Directions
Look at the entries below and restate word for word the lines from the first through the one that has "Immutable content record.".

━━━━━ Entries shown ━━━━━

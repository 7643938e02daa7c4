//! Info Records
//!
//! An info is an immutable piece of content. Evolutionary change between
//! generations creates a new info; an existing one is never edited.

use netdrift_events::{InfoSnapshot, Stamp};

use super::ids::{InfoId, NodeId};

/// Immutable content record.
#[derive(Debug, Clone, PartialEq, Eq)]
pub struct Info {
    id: InfoId,
    origin: NodeId,
    contents: String,
    created: Stamp,
}

impl Info {
    pub(crate) fn new(id: InfoId, origin: NodeId, contents: String, created: Stamp) -> Self {
        Self {
            id,
            origin,
            contents,
            created,
        }
    }

    pub fn id(&self) -> InfoId {
        self.id
    }

    /// The node that created this info.
    pub fn origin(&self) -> NodeId {
        self.origin
    }

    pub fn contents(&self) -> &str {
        &self.contents
    }

    pub fn created(&self) -> Stamp {
        self.created
    }

    pub fn to_snapshot(&self) -> InfoSnapshot {
        InfoSnapshot {
            info_id: self.id.to_string(),
            origin_id: self.origin.to_string(),
            contents: self.contents.clone(),
            created: self.created,
        }
    }
}
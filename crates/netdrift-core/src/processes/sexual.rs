//! Sexual Moran process.
//!
//! Each step kills a focal agent and replaces it with a newborn that takes
//! over its vector positions. The newborn's content comes from two parents
//! drawn from the dead agent's in-neighbours and reaches it through a
//! transmission along a parent's new vector.

use rand::seq::SliceRandom;
use rand::Rng;

use super::inheritance::{Inheritance, Offspring};
use super::{eligible_agents, ensure_attached, Process, ProcessKind, ProcessState, StepOutcome};
use crate::components::{InfoId, NetworkId, NodeId};
use crate::error::{NetworkError, Result};
use crate::network::Network;

pub struct MoranProcessSexual<R> {
    network: NetworkId,
    state: ProcessState,
    inheritance: Inheritance,
    rng: R,
}

impl<R: Rng> MoranProcessSexual<R> {
    pub fn new(network: &Network, rng: R) -> Self {
        Self {
            network: network.id(),
            state: ProcessState::Idle,
            inheritance: Inheritance::default(),
            rng,
        }
    }

    pub fn with_inheritance(mut self, inheritance: Inheritance) -> Self {
        self.inheritance = inheritance;
        self
    }

    pub fn inheritance(&self) -> Inheritance {
        self.inheritance
    }
}

impl<R: Rng + Send> Process for MoranProcessSexual<R> {
    fn step(&mut self, network: &mut Network) -> Result<StepOutcome> {
        ensure_attached(self.network, network)?;

        let population = network.agents().len();
        if population == 0 {
            return Err(NetworkError::EmptyPopulation);
        }

        let candidates = eligible_agents(network);
        let (dead, incoming) = candidates
            .choose(&mut self.rng)
            .ok_or(NetworkError::InsufficientNeighbors { population })?;
        let dead = *dead;

        // Origins are distinct: there is one vector per ordered pair
        let parents: Vec<NodeId> = if incoming.len() >= 2 {
            incoming
                .choose_multiple(&mut self.rng, 2)
                .map(|&(_, origin)| origin)
                .collect()
        } else {
            let (_, only) = incoming[0];
            vec![only, only]
        };

        let mut infos: Vec<InfoId> = Vec::with_capacity(2);
        for parent in &parents {
            let info = network
                .node(*parent)
                .and_then(|n| n.current_info())
                .ok_or(NetworkError::InsufficientNeighbors { population })?;
            infos.push(info);
        }

        let offspring = {
            let (Some(first), Some(second)) = (network.info(infos[0]), network.info(infos[1]))
            else {
                return Err(NetworkError::InsufficientNeighbors { population });
            };
            self.inheritance.inherit([first, second], &mut self.rng)
        };
        let donor = match offspring {
            Offspring::Copy(i) => parents[i],
            Offspring::Recombined(_) => parents[0],
        };

        // Every check is done; from here on the step cannot fail halfway
        let (newborn, donor_vector) = network.replace_agent(dead, donor)?;
        let info = match offspring {
            Offspring::Copy(i) => infos[i],
            Offspring::Recombined(contents) => network.create_info(parents[0], contents),
        };
        let transmission = network.send_info(donor_vector, donor, newborn, info);
        let generation = network.advance_generation(self.kind().name());
        tracing::debug!(
            generation,
            %dead,
            %newborn,
            mother = %parents[0],
            father = %parents[1],
            "Moran replacement"
        );

        self.state = ProcessState::Running;
        Ok(StepOutcome {
            generation,
            transmissions: vec![transmission],
            recipients: vec![newborn],
            died: Some(dead),
            born: Some(newborn),
        })
    }

    fn state(&self) -> ProcessState {
        self.state
    }

    fn kind(&self) -> ProcessKind {
        ProcessKind::MoranSexual
    }

    fn network(&self) -> NetworkId {
        self.network
    }
}
//! Configured simulation runs.
//!
//! Builds a network, a source and a process from a `SimulationConfig`, then
//! steps and delivers until the step budget runs out.

use rand::rngs::SmallRng;
use rand::{Rng, SeedableRng};
use thiserror::Error;
use tracing::info;

use crate::components::{NodeId, RandomBinaryString, Source};
use crate::config::{SimulationConfig, SourcePlacement};
use crate::error::NetworkError;
use crate::events::EventLogger;
use crate::network::Network;
use crate::output::{has_content_fixation, RunSummary};
use crate::processes::{build_process, Process, StepOutcome};
use crate::setup::build_topology;

#[derive(Debug, Error)]
pub enum RunError {
    #[error(transparent)]
    Network(#[from] NetworkError),

    #[error("event log: {0}")]
    Io(#[from] std::io::Error),
}

/// A network with its source and process.
pub struct Simulation {
    config: SimulationConfig,
    network: Network,
    process: Box<dyn Process>,
    founders: Vec<NodeId>,
    source: NodeId,
    steps_run: u64,
}

impl Simulation {
    pub fn from_config(config: SimulationConfig) -> Result<Self, NetworkError> {
        let mut master = SmallRng::seed_from_u64(config.simulation.seed);
        let source_rng = SmallRng::seed_from_u64(master.gen());
        let process_rng = SmallRng::seed_from_u64(master.gen());

        let mut network = Network::new();
        let founders = build_topology(&mut network, config.topology.kind, config.topology.agents)?;

        let source = Source::new(RandomBinaryString::new(
            config.source.content_length,
            source_rng,
        ))
        .with_emission(config.source.emission);
        let source = match (config.source.placement, founders.first()) {
            (SourcePlacement::Local, Some(&first)) => network.add_source_local(source, first)?,
            _ => network.add_source_global(source)?,
        };

        if config.source.seed_population && config.source.placement == SourcePlacement::Global {
            network.broadcast(source)?;
            network.receive_all_agents()?;
        }

        let process = build_process(
            config.process.kind,
            &network,
            Some(source),
            process_rng,
            config.process.inheritance,
        )?;

        info!(
            seed = config.simulation.seed,
            agents = founders.len(),
            process = %config.process.kind,
            "Simulation initialized"
        );

        Ok(Self {
            config,
            network,
            process,
            founders,
            source,
            steps_run: 0,
        })
    }

    pub fn network(&self) -> &Network {
        &self.network
    }

    pub fn network_mut(&mut self) -> &mut Network {
        &mut self.network
    }

    /// Agents created at setup.
    pub fn founders(&self) -> &[NodeId] {
        &self.founders
    }

    pub fn source(&self) -> NodeId {
        self.source
    }

    pub fn steps_run(&self) -> u64 {
        self.steps_run
    }

    pub fn config(&self) -> &SimulationConfig {
        &self.config
    }

    /// One process step followed by delivery to its recipients.
    pub fn step(&mut self) -> Result<StepOutcome, NetworkError> {
        let outcome = self.process.step(&mut self.network)?;
        outcome.deliver(&mut self.network)?;
        self.steps_run += 1;
        Ok(outcome)
    }

    /// Steps until the budget is spent, the population fixates (when
    /// configured) or a random walk reaches a dead end. Events are drained
    /// into `logger` after setup and after every step.
    pub fn run(&mut self, logger: &mut EventLogger) -> Result<RunSummary, RunError> {
        logger.drain_from(&mut self.network)?;

        for _ in 0..self.config.simulation.steps {
            if self.config.simulation.stop_at_fixation && has_content_fixation(&self.network) {
                info!(generation = self.network.generation(), "Population fixated");
                break;
            }
            match self.step() {
                Ok(_) => {}
                Err(NetworkError::DeadEnd(carrier)) => {
                    info!(%carrier, "Walk reached a dead end");
                    break;
                }
                Err(e) => return Err(e.into()),
            }
            logger.drain_from(&mut self.network)?;
        }

        logger.flush()?;
        Ok(self.summary())
    }

    pub fn summary(&self) -> RunSummary {
        RunSummary::collect(
            &self.network,
            self.config.process.kind,
            self.config.simulation.seed,
            self.steps_run,
        )
    }
}
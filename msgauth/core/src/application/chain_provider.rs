// Copyright (c) 2026 100monkeys.ai
// SPDX-License-Identifier: AGPL-3.0
//! Chain-backed [`AuthConfigProvider`].
//!
//! The provider owns one shared definition per side. Configs handed out by the provider
//! read those definitions; [`ChainAuthConfigProvider::stage_server_definition`] and
//! [`ChainAuthConfigProvider::stage_client_definition`] prepare a replacement that becomes
//! visible on the next [`AuthConfigProvider::refresh`] (and, per config, on the config's
//! own `refresh`).

use parking_lot::Mutex;
use std::sync::Arc;
use tracing::{debug, info};

use crate::application::chain_config::{
    shared_definition, ChainAuthConfig, ChainDefinition, ContextBinding, SharedDefinition,
};
use crate::domain::auth_config::{AuthConfigProvider, ClientAuthConfig, ServerAuthConfig};
use crate::domain::callback::{Callback, CallbackHandler};
use crate::domain::error::AuthError;
use crate::domain::module::{ClientAuthModule, ServerAuthModule};

/// Handler used when neither the caller nor the provider supplies one.
#[derive(Debug, Default, Clone, Copy)]
pub struct UnsupportedCallbackHandler;

impl CallbackHandler for UnsupportedCallbackHandler {
    fn handle(&self, callbacks: &mut [Callback<'_>]) -> Result<(), AuthError> {
        if callbacks.is_empty() {
            return Ok(());
        }
        Err(AuthError::Callback(
            "no credential handler configured".to_string(),
        ))
    }
}

pub struct ChainAuthConfigProvider {
    server: SharedDefinition<dyn ServerAuthModule>,
    client: SharedDefinition<dyn ClientAuthModule>,
    staged_server: Mutex<Option<ChainDefinition<dyn ServerAuthModule>>>,
    staged_client: Mutex<Option<ChainDefinition<dyn ClientAuthModule>>>,
    default_handler: Arc<dyn CallbackHandler>,
}

impl ChainAuthConfigProvider {
    pub fn builder() -> ChainAuthConfigProviderBuilder {
        ChainAuthConfigProviderBuilder::default()
    }

    /// Prepare a new server-side definition, applied on the next refresh.
    pub fn stage_server_definition(&self, definition: ChainDefinition<dyn ServerAuthModule>) {
        *self.staged_server.lock() = Some(definition);
    }

    /// Prepare a new client-side definition, applied on the next refresh.
    pub fn stage_client_definition(&self, definition: ChainDefinition<dyn ClientAuthModule>) {
        *self.staged_client.lock() = Some(definition);
    }

    pub fn server_context_ids(&self) -> Vec<String> {
        self.server.read().contexts.iter().map(|c| c.id.clone()).collect()
    }

    pub fn client_context_ids(&self) -> Vec<String> {
        self.client.read().contexts.iter().map(|c| c.id.clone()).collect()
    }

    fn handler_or_default(&self, handler: Option<Arc<dyn CallbackHandler>>) -> Arc<dyn CallbackHandler> {
        handler.unwrap_or_else(|| self.default_handler.clone())
    }
}

impl AuthConfigProvider for ChainAuthConfigProvider {
    fn client_auth_config(
        &self,
        layer: &str,
        app_context: &str,
        handler: Option<Arc<dyn CallbackHandler>>,
    ) -> Result<Arc<dyn ClientAuthConfig>, AuthError> {
        debug!("Handing out client auth config for ({}, {})", layer, app_context);
        Ok(Arc::new(ChainAuthConfig::new(
            layer,
            app_context,
            self.handler_or_default(handler),
            self.client.clone(),
        )))
    }

    fn server_auth_config(
        &self,
        layer: &str,
        app_context: &str,
        handler: Option<Arc<dyn CallbackHandler>>,
    ) -> Result<Arc<dyn ServerAuthConfig>, AuthError> {
        debug!("Handing out server auth config for ({}, {})", layer, app_context);
        Ok(Arc::new(ChainAuthConfig::new(
            layer,
            app_context,
            self.handler_or_default(handler),
            self.server.clone(),
        )))
    }

    fn refresh(&self) {
        if let Some(definition) = self.staged_server.lock().take() {
            info!("Applying {} staged server auth contexts", definition.contexts.len());
            *self.server.write() = Arc::new(definition);
        }
        if let Some(definition) = self.staged_client.lock().take() {
            info!("Applying {} staged client auth contexts", definition.contexts.len());
            *self.client.write() = Arc::new(definition);
        }
    }
}

#[derive(Default)]
pub struct ChainAuthConfigProviderBuilder {
    server: Vec<ContextBinding<dyn ServerAuthModule>>,
    client: Vec<ContextBinding<dyn ClientAuthModule>>,
    handler: Option<Arc<dyn CallbackHandler>>,
}

impl ChainAuthConfigProviderBuilder {
    pub fn server_context(mut self, binding: ContextBinding<dyn ServerAuthModule>) -> Self {
        self.server.push(binding);
        self
    }

    pub fn client_context(mut self, binding: ContextBinding<dyn ClientAuthModule>) -> Self {
        self.client.push(binding);
        self
    }

    pub fn default_handler(mut self, handler: Arc<dyn CallbackHandler>) -> Self {
        self.handler = Some(handler);
        self
    }

    pub fn build(self) -> ChainAuthConfigProvider {
        ChainAuthConfigProvider {
            server: shared_definition(ChainDefinition::new(self.server)),
            client: shared_definition(ChainDefinition::new(self.client)),
            staged_server: Mutex::new(None),
            staged_client: Mutex::new(None),
            default_handler: self
                .handler
                .unwrap_or_else(|| Arc::new(UnsupportedCallbackHandler)),
        }
    }
}

#[cfg(test)]
mod tests {
    use super::*;
    use crate::application::chain_config::ModuleEntry;
    use crate::domain::identity::Subject;
    use crate::domain::message_info::{MessageInfo, MessageType};
    use crate::domain::module::{AuthModule, ModuleInit};
    use crate::domain::registration::Properties;
    use crate::domain::status::AuthStatus;
    use serde_json::json;

    struct Tagging;

    impl AuthModule for Tagging {
        fn name(&self) -> &str {
            "tagging"
        }

        fn supported_message_types(&self) -> Vec<MessageType> {
            Vec::new()
        }

        fn initialize(&mut self, _init: ModuleInit<'_>) -> Result<(), AuthError> {
            Ok(())
        }
    }

    impl ClientAuthModule for Tagging {
        fn secure_request(
            &self,
            info: &mut MessageInfo,
            _client_subject: &mut Subject,
        ) -> Result<AuthStatus, AuthError> {
            info.map().insert("tagged".to_string(), json!(true));
            Ok(AuthStatus::Success)
        }

        fn validate_response(
            &self,
            _info: &mut MessageInfo,
            _client_subject: &mut Subject,
            _service_subject: Option<&mut Subject>,
        ) -> Result<AuthStatus, AuthError> {
            Ok(AuthStatus::Success)
        }

        fn clean_subject(&self, _info: &mut MessageInfo, _subject: &mut Subject) -> Result<(), AuthError> {
            Ok(())
        }
    }

    fn tagging_binding(id: &str) -> ContextBinding<dyn ClientAuthModule> {
        ContextBinding::new(id).with_module(ModuleEntry::new(|| Box::new(Tagging) as Box<dyn ClientAuthModule>))
    }

    #[test]
    fn test_client_config_builds_working_context() {
        let provider = ChainAuthConfigProvider::builder()
            .client_context(tagging_binding("default"))
            .build();

        let config = provider.client_auth_config("HTTP", "client", None).unwrap();
        let mut info = MessageInfo::with_request(json!({"q": 1}));
        let id = config.auth_context_id(&info).unwrap();
        let ctx = config.auth_context(&id, None, &Properties::new()).unwrap().unwrap();

        let status = ctx.secure_request(&mut info, &mut Subject::new()).unwrap();
        assert_eq!(status, AuthStatus::Success);
        assert_eq!(info.map().get("tagged"), Some(&json!(true)));
    }

    #[test]
    fn test_server_side_without_contexts_passes_through() {
        let provider = ChainAuthConfigProvider::builder().build();
        let config = provider.server_auth_config("HTTP", "server", None).unwrap();
        let info = MessageInfo::with_request(json!({}));
        assert!(config.auth_context_id(&info).is_none());
        assert!(config.auth_context("any", None, &Properties::new()).unwrap().is_none());
    }

    #[test]
    fn test_staged_definition_applies_on_refresh() {
        let provider = ChainAuthConfigProvider::builder()
            .client_context(tagging_binding("v1"))
            .build();
        let config = provider.client_auth_config("HTTP", "client", None).unwrap();

        provider.stage_client_definition(ChainDefinition::new(vec![tagging_binding("v2")]));
        assert_eq!(provider.client_context_ids(), vec!["v1"]);

        provider.refresh();
        assert_eq!(provider.client_context_ids(), vec!["v2"]);

        let info = MessageInfo::with_request(json!({}));
        assert_eq!(config.auth_context_id(&info).as_deref(), Some("v1"));
        config.refresh();
        assert_eq!(config.auth_context_id(&info).as_deref(), Some("v2"));
    }

    #[test]
    fn test_default_handler_rejects_callbacks() {
        let handler = UnsupportedCallbackHandler;
        assert!(handler.handle(&mut []).is_ok());

        let mut subject = Subject::new();
        let mut callbacks = [Callback::CallerPrincipal(
            crate::domain::callback::CallerPrincipalCallback::with_name(&mut subject, "alice"),
        )];
        assert!(matches!(handler.handle(&mut callbacks), Err(AuthError::Callback(_))));
    }
}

━━━━━

Answer space
repository 7643938e02daa7c4
//! Info Records
//!
//! An info is an immutable piece of content. Evolutionary change between
//! generations creates a new info; an existing one is never edited.

use netdrift_events::{InfoSnapshot, Stamp};

use super::ids::{InfoId, NodeId};

/// Immutable content record.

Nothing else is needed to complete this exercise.